[LU-1625] Test failure on test suite parallel-scale-nfsv4, subtest test_metabench Created: 12/Jul/12 Updated: 22/Feb/13 Resolved: 19/Aug/12 |
|
| Status: | Resolved |
| Project: | Lustre |
| Component/s: | None |
| Affects Version/s: | Lustre 2.3.0, Lustre 2.1.3, Lustre 1.8.8 |
| Fix Version/s: | Lustre 2.3.0, Lustre 2.1.3, Lustre 1.8.9 |
| Type: | Bug | Priority: | Blocker |
| Reporter: | Maloo | Assignee: | Keith Mannthey (Inactive) |
| Resolution: | Fixed | Votes: | 0 |
| Labels: | None | ||
| Severity: | 3 |
| Rank (Obsolete): | 4488 |
| Description |
|
This issue was created by maloo for sarah <sarah@whamcloud.com> This issue relates to the following test suite run: https://maloo.whamcloud.com/test_sets/4a115426-cba8-11e1-8847-52540035b04c. The sub-test test_metabench failed with the following error:
From the log, this test took more than 35 minutes before it was ended.
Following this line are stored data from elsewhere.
//! Project entity

use chrono::{DateTime, Utc};
use serde::{Deserialize, Serialize};
use utoipa::ToSchema;

use crate::domain::id::uuid_id;
use crate::domain::storage::StorageEntity;
use crate::domain::user::UserId;

uuid_id!(
    /// Project identifier
    ProjectId,
    "project"
);

/// A project owned by one user and shared with a set of members
#[derive(Debug, Clone, PartialEq, Serialize, Deserialize, ToSchema)]
#[serde(rename_all = "camelCase")]
pub struct Project {
    id: ProjectId,
    name: String,
    #[serde(default, skip_serializing_if = "Option::is_none")]
    description: Option<String>,
    owner: UserId,
    #[serde(default)]
    members: Vec<UserId>,
    created_at: DateTime<Utc>,
    updated_at: DateTime<Utc>,
}

impl Project {
    /// Create a new project with no members
    pub fn new(name: impl Into<String>, description: Option<String>, owner: UserId) -> Self {
        let now = Utc::now();

        Self {
            id: ProjectId::generate(),
            name: name.into(),
            description,
            owner,
            members: Vec::new(),
            created_at: now,
            updated_at: now,
        }
    }

    pub fn id(&self) -> &ProjectId {
        &self.id
    }

    pub fn name(&self) -> &str {
        &self.name
    }

    pub fn description(&self) -> Option<&str> {
        self.description.as_deref()
    }

    pub fn owner(&self) -> &UserId {
        &self.owner
    }

    pub fn members(&self) -> &[UserId] {
        &self.members
    }

    pub fn created_at(&self) -> DateTime<Utc> {
        self.created_at
    }

    pub fn updated_at(&self) -> DateTime<Utc> {
        self.updated_at
    }

    /// Whether the user owns the project or is one of its members
    pub fn involves(&self, user: &UserId) -> bool {
        &self.owner == user || self.members.contains(user)
    }

    /// Owner followed by every member
    pub fn participants(&self) -> impl Iterator<Item = &UserId> {
        std::iter::once(&self.owner).chain(self.members.iter())
    }

    pub fn set_name(&mut self, name: impl Into<String>) {
        self.name = name.into();
        self.touch();
    }

    pub fn set_description(&mut self, description: Option<String>) {
        self.description = description;
        self.touch();
    }

    /// Adds a member; returns false when already present
    pub fn add_member(&mut self, user: UserId) -> bool {
        if self.members.contains(&user) {
            return false;
        }

        self.members.push(user);
        self.touch();
        true
    }

    /// Removes a member; returns false when not present
    pub fn remove_member(&mut self, user: &UserId) -> bool {
        let before = self.members.len();
        self.members.retain(|m| m != user);

        if self.members.len() == before {
            return false;
        }

        self.touch();
        true
    }

    fn touch(&mut self) {
        self.updated_at = Utc::now();
    }
}

impl StorageEntity for Project {
    type Key = ProjectId;

    fn key(&self) -> &Self::Key {
        &self.id
    }
}

#[cfg(test)]
mod tests {
    use super::*;

    #[test]
    fn test_new_project_has_no_members() {
        let owner = UserId::generate();
        let project = Project::new("Launch", None, owner.clone());

        assert!(project.members().is_empty());
        assert_eq!(project.owner(), &owner);
        assert!(project.involves(&owner));
    }

    #[test]
    fn test_member_set_semantics() {
        let mut project = Project::new("Launch", None, UserId::generate());
        let member = UserId::generate();

        assert!(project.add_member(member.clone()));
        assert!(!project.add_member(member.clone()));
        assert_eq!(project.members(), &[member.clone()]);
        assert!(project.involves(&member));

        assert!(project.remove_member(&member));
        assert!(!project.remove_member(&member));
        assert!(!project.involves(&member));
    }

    #[test]
    fn test_participants_lists_owner_first() {
        let owner = UserId::generate();
        let member = UserId::generate();
        let mut project = Project::new("Launch", Some("Q3".to_string()), owner.clone());
        project.add_member(member.clone());

        let participants: Vec<_> = project.participants().cloned().collect();
        assert_eq!(participants, vec![owner, member]);
    }

    #[test]
    fn test_serializes_camel_case() {
        let project = Project::new("Launch", None, UserId::generate());
        let json = serde_json::to_value(&project).unwrap();

        assert!(json.get("createdAt").is_some());
        assert!(json.get("description").is_none());
        assert_eq!(json["members"], serde_json::json!([]));
    }
}
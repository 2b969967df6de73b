//! User domain
//!
//! Domain types and traits for registered users: the entity, username
//! rules and the repository trait.

mod entity;
mod repository;
mod validation;

pub use entity::{User, UserId};
pub use repository::UserRepository;
pub use validation::{
    validate_username, UserValidationError, MAX_PASSWORD_LENGTH, MAX_USERNAME_LENGTH,
    MIN_PASSWORD_LENGTH, MIN_USERNAME_LENGTH,
};
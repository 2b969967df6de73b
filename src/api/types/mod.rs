//! Shared API types: error body and JSON extractors

pub mod error;
pub mod json;

pub use error::{ApiError, ApiErrorResponse};
pub use json::{Json, ValidatedJson};
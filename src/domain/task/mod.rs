//! Task domain

mod entity;
mod repository;

pub use entity::{Task, TaskId, TaskStatus};
pub use repository::{TaskQuery, TaskRepository};
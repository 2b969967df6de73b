use axum::{middleware, routing::get, Router};
use tower_http::compression::CompressionLayer;
use tower_http::request_id::{MakeRequestUuid, PropagateRequestIdLayer, SetRequestIdLayer};
use tower_http::trace::TraceLayer;
use utoipa::OpenApi;
use utoipa_swagger_ui::SwaggerUi;

use super::health;
use super::middleware::{logging_middleware, rate_limit_middleware, security_headers_middleware};
use super::openapi::ApiDoc;
use super::projects;
use super::state::AppState;
use super::tasks;
use super::types::ApiError;
use super::users;

/// Create the full router with application state
pub fn create_router(state: AppState) -> Router {
    let rate_limit = state.rate_limit.clone();

    Router::new()
        // Health endpoints
        .route("/health", get(health::health_check))
        .route("/ready", get(health::ready_check))
        .route("/live", get(health::live_check))
        // Resource APIs
        .nest("/api/users", users::create_users_router())
        .nest("/api/projects", projects::create_projects_router())
        .nest("/api/tasks", tasks::create_tasks_router())
        // API documentation
        .merge(SwaggerUi::new("/api-docs").url("/openapi.json", ApiDoc::openapi()))
        .fallback(route_not_found)
        .with_state(state)
        .layer(middleware::from_fn_with_state(rate_limit, rate_limit_middleware))
        .layer(middleware::from_fn(security_headers_middleware))
        .layer(CompressionLayer::new())
        .layer(middleware::from_fn(logging_middleware))
        .layer(TraceLayer::new_for_http())
        .layer(PropagateRequestIdLayer::x_request_id())
        .layer(SetRequestIdLayer::x_request_id(MakeRequestUuid))
}

async fn route_not_found() -> ApiError {
    ApiError::not_found("Route not found")
}
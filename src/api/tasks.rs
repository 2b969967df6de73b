//! Task endpoints

use axum::{
    extract::{Path, Query, State},
    http::StatusCode,
    routing::{get, post},
    Router,
};
use chrono::{DateTime, NaiveDate, Utc};
use serde::{Deserialize, Serialize};
use utoipa::{IntoParams, ToSchema};
use tracing::debug;
use validator::Validate;

use crate::api::middleware::RequireUser;
use crate::api::state::AppState;
use crate::api::types::{ApiError, ApiErrorResponse, Json, ValidatedJson};
use crate::api::users::MessageResponse;
use crate::domain::project::ProjectId;
use crate::domain::task::{Task, TaskId, TaskStatus};
use crate::domain::user::UserId;
use crate::domain::DomainError;
use crate::infrastructure::task::{CreateTaskRequest, UpdateTaskRequest};

/// `assignedTo` accepts a single user id or a list of them
#[derive(Debug, Clone, Deserialize, ToSchema)]
#[serde(untagged)]
pub enum Assignees {
    One(String),
    Many(Vec<String>),
}

impl Assignees {
    fn parse(self) -> Result<Vec<UserId>, DomainError> {
        match self {
            Self::One(id) => Ok(vec![UserId::parse(&id)?]),
            Self::Many(ids) => parse_user_ids(&ids),
        }
    }
}

#[derive(Debug, Clone, Deserialize, Validate, ToSchema)]
#[serde(rename_all = "camelCase")]
pub struct CreateTaskApiRequest {
    #[validate(length(min = 3, max = 100, message = "Task title must be between 3 and 100 characters"))]
    pub title: String,
    #[validate(length(max = 500, message = "Description cannot be longer than 500 characters"))]
    pub description: Option<String>,
    #[validate(length(min = 1, message = "Project ID is required"))]
    pub project: String,
    pub assigned_to: Option<Assignees>,
    pub due_date: Option<String>,
    pub status: Option<TaskStatus>,
}

#[derive(Debug, Clone, Deserialize, Validate, ToSchema)]
#[serde(rename_all = "camelCase")]
pub struct UpdateTaskApiRequest {
    #[validate(length(min = 3, max = 100, message = "Task title must be between 3 and 100 characters"))]
    pub title: Option<String>,
    #[validate(length(max = 500, message = "Description cannot be longer than 500 characters"))]
    pub description: Option<String>,
    pub project: Option<String>,
    pub assigned_to: Option<Assignees>,
    pub due_date: Option<String>,
    pub status: Option<TaskStatus>,
}

#[derive(Debug, Clone, Deserialize, Validate, ToSchema)]
#[serde(rename_all = "camelCase")]
pub struct AssignApiRequest {
    #[validate(length(min = 1, message = "At least one user ID must be provided"))]
    pub user_ids: Vec<String>,
}

#[derive(Debug, Clone, Deserialize, ToSchema)]
#[serde(rename_all = "camelCase")]
pub struct UnassignApiRequest {
    pub user_id: String,
}

#[derive(Debug, Clone, Deserialize, IntoParams)]
#[serde(rename_all = "camelCase")]
#[into_params(parameter_in = Query)]
pub struct SearchParams {
    pub search_term: Option<String>,
}

#[derive(Debug, Clone, Serialize, ToSchema)]
pub struct TaskEnvelope {
    pub message: String,
    pub task: Task,
}

impl TaskEnvelope {
    fn new(message: &str, task: Task) -> Json<Self> {
        Json(Self {
            message: message.to_string(),
            task,
        })
    }
}

pub fn create_tasks_router() -> Router<AppState> {
    Router::new()
        .route("/", post(create_task).get(list_my_tasks))
        .route("/all", get(list_all_tasks))
        .route("/search", get(search_tasks))
        .route("/project/{project_id}", get(list_project_tasks))
        .route("/status/{status}", get(list_tasks_by_status))
        .route(
            "/{task_id}",
            get(get_task).put(update_task).delete(delete_task),
        )
        .route("/{task_id}/assign", post(assign_task))
        .route("/{task_id}/unassign", post(unassign_task))
}

/// Accepts RFC 3339 timestamps or plain `YYYY-MM-DD` dates (midnight UTC)
fn parse_due_date(value: &str) -> Result<DateTime<Utc>, DomainError> {
    if let Ok(timestamp) = DateTime::parse_from_rfc3339(value) {
        return Ok(timestamp.with_timezone(&Utc));
    }

    NaiveDate::parse_from_str(value, "%Y-%m-%d")
        .ok()
        .and_then(|date| date.and_hms_opt(0, 0, 0))
        .map(|midnight| midnight.and_utc())
        .ok_or_else(|| DomainError::validation("Due date must be a valid date"))
}

fn parse_user_ids(ids: &[String]) -> Result<Vec<UserId>, DomainError> {
    ids.iter().map(|id| UserId::parse(id)).collect()
}

/// POST /api/tasks
#[utoipa::path(
    post,
    path = "/api/tasks",
    tag = "Tasks",
    request_body = CreateTaskApiRequest,
    responses(
        (status = 201, description = "Task created", body = TaskEnvelope),
        (status = 400, description = "Invalid input", body = ApiErrorResponse),
        (status = 404, description = "Project not found", body = ApiErrorResponse),
        (status = 401, description = "Missing or invalid token", body = ApiErrorResponse),
    ),
    security(("bearer_auth" = [])),
)]
pub async fn create_task(
    State(state): State<AppState>,
    RequireUser(user): RequireUser,
    ValidatedJson(request): ValidatedJson<CreateTaskApiRequest>,
) -> Result<(StatusCode, Json<TaskEnvelope>), ApiError> {
    debug!(user_id = %user.id(), title = %request.title, "Creating task");

    let task = state
        .task_service
        .create(CreateTaskRequest {
            title: request.title,
            description: request.description,
            project: ProjectId::parse(&request.project)?,
            assigned_to: match request.assigned_to {
                Some(assignees) => assignees.parse()?,
                None => Vec::new(),
            },
            due_date: request.due_date.as_deref().map(parse_due_date).transpose()?,
            status: request.status,
        })
        .await?;

    Ok((
        StatusCode::CREATED,
        TaskEnvelope::new("Task created successfully", task),
    ))
}

/// GET /api/tasks
#[utoipa::path(
    get,
    path = "/api/tasks",
    tag = "Tasks",
    responses(
        (status = 200, description = "Tasks assigned to the caller", body = Vec<Task>),
        (status = 401, description = "Missing or invalid token", body = ApiErrorResponse),
    ),
    security(("bearer_auth" = [])),
)]
pub async fn list_my_tasks(
    State(state): State<AppState>,
    RequireUser(user): RequireUser,
) -> Result<Json<Vec<Task>>, ApiError> {
    Ok(Json(state.task_service.list_for_user(user.id()).await?))
}

/// GET /api/tasks/all
#[utoipa::path(
    get,
    path = "/api/tasks/all",
    tag = "Tasks",
    responses(
        (status = 200, description = "Every task", body = Vec<Task>),
        (status = 401, description = "Missing or invalid token", body = ApiErrorResponse),
    ),
    security(("bearer_auth" = [])),
)]
pub async fn list_all_tasks(
    State(state): State<AppState>,
    _user: RequireUser,
) -> Result<Json<Vec<Task>>, ApiError> {
    Ok(Json(state.task_service.list_all().await?))
}

/// GET /api/tasks/project/{project_id}
#[utoipa::path(
    get,
    path = "/api/tasks/project/{project_id}",
    tag = "Tasks",
    params(
        ("project_id" = String, Path, description = "Project id"),
    ),
    responses(
        (status = 200, description = "Tasks of the project", body = Vec<Task>),
        (status = 400, description = "Malformed id", body = ApiErrorResponse),
        (status = 401, description = "Missing or invalid token", body = ApiErrorResponse),
    ),
    security(("bearer_auth" = [])),
)]
pub async fn list_project_tasks(
    State(state): State<AppState>,
    _user: RequireUser,
    Path(project_id): Path<String>,
) -> Result<Json<Vec<Task>>, ApiError> {
    let project = ProjectId::parse(&project_id)?;

    Ok(Json(state.task_service.list_by_project(&project).await?))
}

/// GET /api/tasks/search?searchTerm=
#[utoipa::path(
    get,
    path = "/api/tasks/search",
    tag = "Tasks",
    params(
        SearchParams,
    ),
    responses(
        (status = 200, description = "Tasks whose title or description contains the term", body = Vec<Task>),
        (status = 400, description = "Missing search term", body = ApiErrorResponse),
        (status = 401, description = "Missing or invalid token", body = ApiErrorResponse),
    ),
    security(("bearer_auth" = [])),
)]
pub async fn search_tasks(
    State(state): State<AppState>,
    _user: RequireUser,
    Query(params): Query<SearchParams>,
) -> Result<Json<Vec<Task>>, ApiError> {
    let term = params.search_term.unwrap_or_default();
    debug!(term = %term, "Searching tasks");

    Ok(Json(state.task_service.search(&term).await?))
}

/// GET /api/tasks/status/{status}
#[utoipa::path(
    get,
    path = "/api/tasks/status/{status}",
    tag = "Tasks",
    params(
        ("status" = TaskStatus, Path, description = "Task status"),
    ),
    responses(
        (status = 200, description = "Tasks with the status", body = Vec<Task>),
        (status = 400, description = "Unknown status", body = ApiErrorResponse),
        (status = 401, description = "Missing or invalid token", body = ApiErrorResponse),
    ),
    security(("bearer_auth" = [])),
)]
pub async fn list_tasks_by_status(
    State(state): State<AppState>,
    _user: RequireUser,
    Path(status): Path<String>,
) -> Result<Json<Vec<Task>>, ApiError> {
    let status: TaskStatus = status.parse()?;

    Ok(Json(state.task_service.list_by_status(status).await?))
}

/// GET /api/tasks/{task_id}
#[utoipa::path(
    get,
    path = "/api/tasks/{task_id}",
    tag = "Tasks",
    params(
        ("task_id" = String, Path, description = "Task id"),
    ),
    responses(
        (status = 200, description = "Task", body = Task),
        (status = 400, description = "Malformed id", body = ApiErrorResponse),
        (status = 404, description = "Task not found", body = ApiErrorResponse),
        (status = 401, description = "Missing or invalid token", body = ApiErrorResponse),
    ),
    security(("bearer_auth" = [])),
)]
pub async fn get_task(
    State(state): State<AppState>,
    _user: RequireUser,
    Path(task_id): Path<String>,
) -> Result<Json<Task>, ApiError> {
    let id = TaskId::parse(&task_id)?;

    Ok(Json(state.task_service.get_required(&id).await?))
}

/// PUT /api/tasks/{task_id}
#[utoipa::path(
    put,
    path = "/api/tasks/{task_id}",
    tag = "Tasks",
    params(
        ("task_id" = String, Path, description = "Task id"),
    ),
    request_body = UpdateTaskApiRequest,
    responses(
        (status = 200, description = "Task updated", body = TaskEnvelope),
        (status = 400, description = "Invalid input", body = ApiErrorResponse),
        (status = 404, description = "Task or project not found", body = ApiErrorResponse),
        (status = 401, description = "Missing or invalid token", body = ApiErrorResponse),
    ),
    security(("bearer_auth" = [])),
)]
pub async fn update_task(
    State(state): State<AppState>,
    _user: RequireUser,
    Path(task_id): Path<String>,
    ValidatedJson(request): ValidatedJson<UpdateTaskApiRequest>,
) -> Result<Json<TaskEnvelope>, ApiError> {
    let id = TaskId::parse(&task_id)?;
    debug!(task_id = %id, "Updating task");

    let update = UpdateTaskRequest {
        title: request.title,
        description: request.description,
        status: request.status,
        project: request
            .project
            .as_deref()
            .map(ProjectId::parse)
            .transpose()?,
        assigned_to: request.assigned_to.map(Assignees::parse).transpose()?,
        due_date: request.due_date.as_deref().map(parse_due_date).transpose()?,
    };

    let task = state.task_service.update(&id, update).await?;

    Ok(TaskEnvelope::new("Task updated successfully", task))
}

/// DELETE /api/tasks/{task_id}
#[utoipa::path(
    delete,
    path = "/api/tasks/{task_id}",
    tag = "Tasks",
    params(
        ("task_id" = String, Path, description = "Task id"),
    ),
    responses(
        (status = 200, description = "Task deleted", body = MessageResponse),
        (status = 404, description = "Task not found", body = ApiErrorResponse),
        (status = 401, description = "Missing or invalid token", body = ApiErrorResponse),
    ),
    security(("bearer_auth" = [])),
)]
pub async fn delete_task(
    State(state): State<AppState>,
    _user: RequireUser,
    Path(task_id): Path<String>,
) -> Result<Json<MessageResponse>, ApiError> {
    let id = TaskId::parse(&task_id)?;

    state.task_service.delete(&id).await?;

    Ok(Json(MessageResponse::new("Task deleted successfully")))
}

/// POST /api/tasks/{task_id}/assign
#[utoipa::path(
    post,
    path = "/api/tasks/{task_id}/assign",
    tag = "Tasks",
    params(
        ("task_id" = String, Path, description = "Task id"),
    ),
    request_body = AssignApiRequest,
    responses(
        (status = 200, description = "Users assigned", body = TaskEnvelope),
        (status = 400, description = "Invalid user ids", body = ApiErrorResponse),
        (status = 404, description = "Task not found", body = ApiErrorResponse),
        (status = 401, description = "Missing or invalid token", body = ApiErrorResponse),
    ),
    security(("bearer_auth" = [])),
)]
pub async fn assign_task(
    State(state): State<AppState>,
    _user: RequireUser,
    Path(task_id): Path<String>,
    ValidatedJson(request): ValidatedJson<AssignApiRequest>,
) -> Result<Json<TaskEnvelope>, ApiError> {
    let id = TaskId::parse(&task_id)?;
    let users = parse_user_ids(&request.user_ids)?;

    let task = state.task_service.assign(&id, &users).await?;

    Ok(TaskEnvelope::new("Users assigned successfully", task))
}

/// POST /api/tasks/{task_id}/unassign
#[utoipa::path(
    post,
    path = "/api/tasks/{task_id}/unassign",
    tag = "Tasks",
    params(
        ("task_id" = String, Path, description = "Task id"),
    ),
    request_body = UnassignApiRequest,
    responses(
        (status = 200, description = "User unassigned", body = TaskEnvelope),
        (status = 400, description = "Malformed id", body = ApiErrorResponse),
        (status = 404, description = "Task not found", body = ApiErrorResponse),
        (status = 401, description = "Missing or invalid token", body = ApiErrorResponse),
    ),
    security(("bearer_auth" = [])),
)]
pub async fn unassign_task(
    State(state): State<AppState>,
    _user: RequireUser,
    Path(task_id): Path<String>,
    Json(request): Json<UnassignApiRequest>,
) -> Result<Json<TaskEnvelope>, ApiError> {
    let id = TaskId::parse(&task_id)?;
    let user = UserId::parse(&request.user_id)?;

    let task = state.task_service.unassign(&id, &user).await?;

    Ok(TaskEnvelope::new("User unassigned successfully", task))
}
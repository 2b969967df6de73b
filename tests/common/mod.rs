//! Shared helpers for HTTP-level tests

#![allow(dead_code)]

use std::sync::atomic::{AtomicUsize, Ordering};
use std::sync::Arc;

use async_trait::async_trait;
use axum::{
    body::{Body, Bytes},
    http::{header, HeaderMap, Method, Request, StatusCode},
    Router,
};
use http_body_util::BodyExt;
use serde_json::{json, Value};
use tower::ServiceExt;

use task_manager::api::{create_router, AppState};
use task_manager::domain::storage::{Filter, Mutator, Storage, StorageEntity};
use task_manager::domain::{Cache, DomainError, Project, Task, User};
use task_manager::infrastructure::cache::InMemoryCache;
use task_manager::infrastructure::storage::{InMemoryStorage, Stores};
use task_manager::{build_app_state, AppConfig};

/// In-memory store that counts reads reaching it
#[derive(Debug)]
pub struct CountingStorage<E: StorageEntity + 'static> {
    inner: InMemoryStorage<E>,
    reads: AtomicUsize,
}

impl<E: StorageEntity + 'static> CountingStorage<E> {
    pub fn new() -> Self {
        Self {
            inner: InMemoryStorage::new(),
            reads: AtomicUsize::new(0),
        }
    }

    pub fn reads(&self) -> usize {
        self.reads.load(Ordering::SeqCst)
    }

    fn record(&self) {
        self.reads.fetch_add(1, Ordering::SeqCst);
    }
}

#[async_trait]
impl<E: StorageEntity + 'static> Storage<E> for CountingStorage<E> {
    async fn get(&self, key: &E::Key) -> Result<Option<E>, DomainError> {
        self.record();
        self.inner.get(key).await
    }

    async fn list(&self) -> Result<Vec<E>, DomainError> {
        self.record();
        self.inner.list().await
    }

    async fn find(&self, filter: Filter<'_, E>) -> Result<Vec<E>, DomainError> {
        self.record();
        self.inner.find(filter).await
    }

    async fn create(&self, entity: E) -> Result<E, DomainError> {
        self.inner.create(entity).await
    }

    async fn update(&self, entity: E) -> Result<E, DomainError> {
        self.inner.update(entity).await
    }

    async fn update_with(
        &self,
        key: &E::Key,
        mutate: Mutator<'_, E>,
    ) -> Result<Option<E>, DomainError> {
        self.inner.update_with(key, mutate).await
    }

    async fn delete(&self, key: &E::Key) -> Result<Option<E>, DomainError> {
        self.inner.delete(key).await
    }
}

/// Test application with handles on its stores
pub struct TestApp {
    pub client: TestClient,
    pub tasks: Arc<CountingStorage<Task>>,
    pub projects: Arc<CountingStorage<Project>>,
    pub state: AppState,
}

/// App with rate limiting off, so flows are not cut short
pub fn app() -> TestApp {
    app_with(|config| config.rate_limit.enabled = false)
}

pub fn app_with(configure: impl FnOnce(&mut AppConfig)) -> TestApp {
    let tasks = Arc::new(CountingStorage::<Task>::new());
    let projects = Arc::new(CountingStorage::<Project>::new());

    let stores = Stores {
        users: Arc::new(InMemoryStorage::<User>::new()),
        projects: projects.clone(),
        tasks: tasks.clone(),
    };
    let cache: Arc<dyn Cache> = Arc::new(InMemoryCache::new());

    let mut config = AppConfig::default();
    config.auth.jwt_secret = "integration-test-secret".to_string();
    configure(&mut config);

    let state = build_app_state(&config, stores, cache);

    TestApp {
        client: TestClient::new(create_router(state.clone())),
        tasks,
        projects,
        state,
    }
}

pub struct TestClient {
    app: Router,
}

impl TestClient {
    pub fn new(app: Router) -> Self {
        Self { app }
    }

    pub async fn get(&self, uri: &str, token: Option<&str>) -> TestResponse {
        self.send(Method::GET, uri, token, None).await
    }

    pub async fn post(&self, uri: &str, token: Option<&str>, body: Value) -> TestResponse {
        self.send(Method::POST, uri, token, Some(body)).await
    }

    pub async fn put(&self, uri: &str, token: Option<&str>, body: Value) -> TestResponse {
        self.send(Method::PUT, uri, token, Some(body)).await
    }

    pub async fn delete(&self, uri: &str, token: Option<&str>) -> TestResponse {
        self.send(Method::DELETE, uri, token, None).await
    }

    /// GET with extra headers, keeping the raw response
    pub async fn get_raw(&self, uri: &str, headers: &[(&str, &str)]) -> RawResponse {
        let mut builder = Request::builder().method(Method::GET).uri(uri);

        for (name, value) in headers {
            builder = builder.header(*name, *value);
        }

        let response = self
            .app
            .clone()
            .oneshot(builder.body(Body::empty()).unwrap())
            .await
            .expect("Request failed");

        let status = response.status();
        let headers = response.headers().clone();
        let body = response
            .into_body()
            .collect()
            .await
            .expect("Failed to read body")
            .to_bytes();

        RawResponse {
            status,
            headers,
            body,
        }
    }

    async fn send(
        &self,
        method: Method,
        uri: &str,
        token: Option<&str>,
        body: Option<Value>,
    ) -> TestResponse {
        let mut builder = Request::builder().method(method).uri(uri);

        if let Some(token) = token {
            builder = builder.header(header::AUTHORIZATION, format!("Bearer {}", token));
        }

        let request = match body {
            Some(body) => builder
                .header(header::CONTENT_TYPE, "application/json")
                .body(Body::from(body.to_string()))
                .unwrap(),
            None => builder.body(Body::empty()).unwrap(),
        };

        let response = self
            .app
            .clone()
            .oneshot(request)
            .await
            .expect("Request failed");

        let status = response.status();
        let bytes = response
            .into_body()
            .collect()
            .await
            .expect("Failed to read body")
            .to_bytes();

        let body = if bytes.is_empty() {
            Value::Null
        } else {
            serde_json::from_slice(&bytes).unwrap_or(Value::Null)
        };

        TestResponse { status, body }
    }

    /// Register a user and return `(id, token)`
    pub async fn register(&self, username: &str) -> (String, String) {
        let response = self
            .post(
                "/api/users/register",
                None,
                json!({
                    "username": username,
                    "email": format!("{}@example.com", username),
                    "password": "secret123"
                }),
            )
            .await;

        assert_eq!(response.status, StatusCode::CREATED, "{}", response.body);

        (
            response.body["user"]["id"].as_str().unwrap().to_string(),
            response.body["token"].as_str().unwrap().to_string(),
        )
    }

    pub async fn create_project(&self, token: &str, name: &str) -> String {
        let response = self
            .post("/api/projects", Some(token), json!({ "name": name }))
            .await;

        assert_eq!(response.status, StatusCode::CREATED, "{}", response.body);
        response.body["project"]["id"].as_str().unwrap().to_string()
    }

    pub async fn create_task(&self, token: &str, project: &str, body: Value) -> String {
        let mut payload = body;
        payload["project"] = json!(project);

        let response = self.post("/api/tasks", Some(token), payload).await;

        assert_eq!(response.status, StatusCode::CREATED, "{}", response.body);
        response.body["task"]["id"].as_str().unwrap().to_string()
    }
}

#[derive(Debug)]
pub struct RawResponse {
    pub status: StatusCode,
    pub headers: HeaderMap,
    pub body: Bytes,
}

#[derive(Debug)]
pub struct TestResponse {
    pub status: StatusCode,
    pub body: Value,
}

impl TestResponse {
    pub fn message(&self) -> &str {
        self.body["message"].as_str().unwrap_or_default()
    }

    pub fn ids(&self) -> Vec<String> {
        self.body
            .as_array()
            .map(|items| {
                items
                    .iter()
                    .filter_map(|item| item["id"].as_str().map(String::from))
                    .collect()
            })
            .unwrap_or_default()
    }
}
I check several pass runs, it usual takes less than 1800s, so the test may just be killed by the system. |
| Comments |
| Comment by Peter Jones [ 13/Jul/12 ] |
|
Yangsheng Could you please look into this one? Thanks Peter |
| Comment by Yang Sheng [ 20/Jul/12 ] |
|
Looks like this just test timeout. There about 1 hours between compilebeach & metabeach. Lustre: DEBUG MARKER: == parallel-scale-nfsv4 test compilebench: compilebench == 12:49:59 (1342036199) Lustre: DEBUG MARKER: == parallel-scale-nfsv4 test metabench: metabench == 13:53:31 (1342040011) Is the SLOW=yes has seted? |
| Comment by Sarah Liu [ 20/Jul/12 ] |
|
I think yes, the full test suite run by Autotest should set SLOW=yes as usual. |
| Comment by Yang Sheng [ 24/Jul/12 ] |
|
So looks compilebeach works normal. Just metabench was killed by timeout. But got less info from the logs. I'll trying to search other failed instance to investigate. |
| Comment by Yang Sheng [ 25/Jul/12 ] |
|
I suspect this issue relate to some nfs problem. from stacktrace, the nfsv4-svc thread always running same location. I'll do more check for that. |
| Comment by Peter Jones [ 08/Aug/12 ] |
|
Bobijam will help with this one |
| Comment by Zhenyu Xu [ 08/Aug/12 ] |
|
Sarah, what the timeout rule for autotest? as in https://maloo.whamcloud.com/test_sessions/3b113b66-e157-11e1-b541-52540035b04c, I saw parallel-scale-nfsv3 can run 9499 seconds, while parallel-scale-nfsv4 timed out in 3600 seconds. |
| Comment by Sarah Liu [ 09/Aug/12 ] |
|
Bobi, I think for each test, timeout is set to 3600s, 9499s was the total number for 5 tests |
| Comment by Andreas Dilger [ 10/Aug/12 ] |
|
Minh, could you please just change the default compilebench numbers to "2" and "2" for parallel-scale-nfs.sh. This is a trivial change, and reduces the testing time, rather than making it take longer, and I don't think the benefits of testing NFS for such a long time is matched by the number of users who use NFS. I think this is simply the following: test_compilebench() {
export cbench_IDIRS=${cbench_IDIRS:-2}
export cbench_RUNS=${cbench_RUNS:-2}
run_compilebench
}
run_test compilebench "compilebench"
If there are other sub-parts of parallel-scale-nfsv4 that are taking a long time, I think they can also be shortened in a similar manner. |
| Comment by Minh Diep [ 10/Aug/12 ] |
|
patch to reduce parallel-scale for nfs |
| Comment by Jian Yu [ 13/Aug/12 ] |
|
RHEL6.3/x86_64 (2.1.3 Server + 1.8.8-wc1 Client): |
| Comment by Peter Jones [ 15/Aug/12 ] |
|
Patch landed for 2.1.3 and 2.3. If there are still issues with this with Minh's changes in place then please reopen |
| Comment by Keith Mannthey (Inactive) [ 16/Aug/12 ] |
|
One extra change is need. I missed part of the needed patch. http://review.whamcloud.com/3701 has been pushed to fix this issue. |
| Comment by Peter Jones [ 19/Aug/12 ] |
|
Extra tweak landed too |
| Comment by Emoly Liu [ 03/Jan/13 ] |
|
Patch for b1_8 is at http://review.whamcloud.com/4949 |